Angka ini diestimasi meningkat menjadi 66,60 persen pada 2035 (BPS, 2020). Bank Dunia bahkan memprediksi sekitar 70 persen pada 2045. Ini sebenarnya peluang baik untuk meningkatkan perekonomian, tetapi juga membawa tantangan untuk mengelolanya lebih serius lagi.
Semakin meningkat jumlah penduduk di perkotaan, kebutuhan perumahan juga meningkat. Upaya menyediakan perumahan yang layak dan terjangkau warga tak mampu juga perlu terus ditingkatkan. Warga miskin atau tak mampu sering terpaksa tinggal di tempat yang tak layak sehingga berdampak buruk pada kesehatan dan kualitas hidup mereka. Dari kondisi ini, ketimpangan di perkotaan juga semakin terlihat jelas.

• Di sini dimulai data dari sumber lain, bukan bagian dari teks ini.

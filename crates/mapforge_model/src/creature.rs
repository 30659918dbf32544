/// A monster or NPC instance, either sitting on a `Tile` or seeded from a
/// spawn entry.
#[derive(Debug, Clone, PartialEq, Eq)]
pub struct Creature {
    pub name: String,
    pub direction: u8,
    pub outfit: Option<u16>,
}

impl Creature {
    pub const DEFAULT_DIRECTION: u8 = 2;

    pub fn new(name: impl Into<String>) -> Self {
        Self {
            name: name.into(),
            direction: Self::DEFAULT_DIRECTION,
            outfit: None,
        }
    }
}

/// One spawn candidate within a `MonsterSpawnArea` or `NpcSpawnArea`,
/// stored center-relative (`dx`/`dy`) so the area is origin-stable.
#[derive(Debug, Clone, PartialEq, Eq)]
pub struct SpawnEntry {
    pub name: String,
    pub dx: i16,
    pub dy: i16,
    pub spawntime: u32,
    pub direction: Option<u8>,
    pub weight: Option<u16>,
}

impl SpawnEntry {
    pub fn new(name: impl Into<String>, dx: i16, dy: i16, spawntime: u32) -> Self {
        Self {
            name: name.into(),
            dx,
            dy,
            spawntime,
            direction: None,
            weight: None,
        }
    }
}

/// A named area producing monster spawn entries around `center`.
#[derive(Debug, Clone, PartialEq, Eq)]
pub struct MonsterSpawnArea {
    pub center: crate::Position,
    pub radius: u32,
    pub entries: Vec<SpawnEntry>,
}

/// An NPC equivalent of `MonsterSpawnArea`; structurally identical, kept
/// as a distinct type so `MapModel` can hold separate collections.
#[derive(Debug, Clone, PartialEq, Eq)]
pub struct NpcSpawnArea {
    pub center: crate::Position,
    pub radius: u32,
    pub entries: Vec<SpawnEntry>,
}
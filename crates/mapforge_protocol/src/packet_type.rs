/// Fixed wire type codes (spec.md §6.2). Values match the prior
/// implementation's `PacketType` enum for the packets this protocol keeps;
/// `NODE_CHANGE`/`NODE_ADD`/`NODE_REMOVE` are not carried forward (no
/// undo/redo in scope).
#[derive(Debug, Clone, Copy, PartialEq, Eq)]
#[repr(u16)]
pub enum PacketType {
    Login = 1,
    LoginError = 2,
    LoginSuccess = 3,
    TileUpdate = 13,
    MapRequest = 14,
    MapChunk = 15,
    Chat = 20,
    CursorUpdate = 21,
    ClientList = 22,
    Kick = 23,
}

impl PacketType {
    pub fn from_u16(value: u16) -> Option<Self> {
        Some(match value {
            1 => Self::Login,
            2 => Self::LoginError,
            3 => Self::LoginSuccess,
            13 => Self::TileUpdate,
            14 => Self::MapRequest,
            15 => Self::MapChunk,
            20 => Self::Chat,
            21 => Self::CursorUpdate,
            22 => Self::ClientList,
            23 => Self::Kick,
            _ => return None,
        })
    }

    pub fn as_u16(self) -> u16 {
        self as u16
    }
}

Seorang warga mengajak anaknya menghirup udara segar di 'ruang terbuka' yang berada di antara jalur kereta di kawasan hunian semi permanen padat penduduk di Pademangan, Jakarta Utara, Jumat (18/6/2021). Pandemi Covid 19 telah berdampak sistemik hingga membuat tingkat kemiskinan naik.
Tingkat ketimpangan di perkotaan selalu lebih tinggi dibanding angka nasional. Pada Maret 2023, angka rasio gini nasional 0,388, sementara rasio gini perkotaan 0,409. Tingkat ketimpangan di perkotaan ini juga lebih tinggi dibanding September 2019 yang 0,391. Sementara itu, untuk perdesaan rasio gini Maret 2023 adalah 0,313, lebih rendah dibanding September 2019 yang sebesar 0,315.
Dilihat dari ukuran ketimpangan Bank Dunia, distribusi pengeluaran pada kelompok penduduk 40 persen terbawah di perkotaan adalah 16,99 persen yang berarti ketimpangan sedang. Sementara untuk perdesaan angkanya 21,18 persen, yang berarti ketimpangan rendah.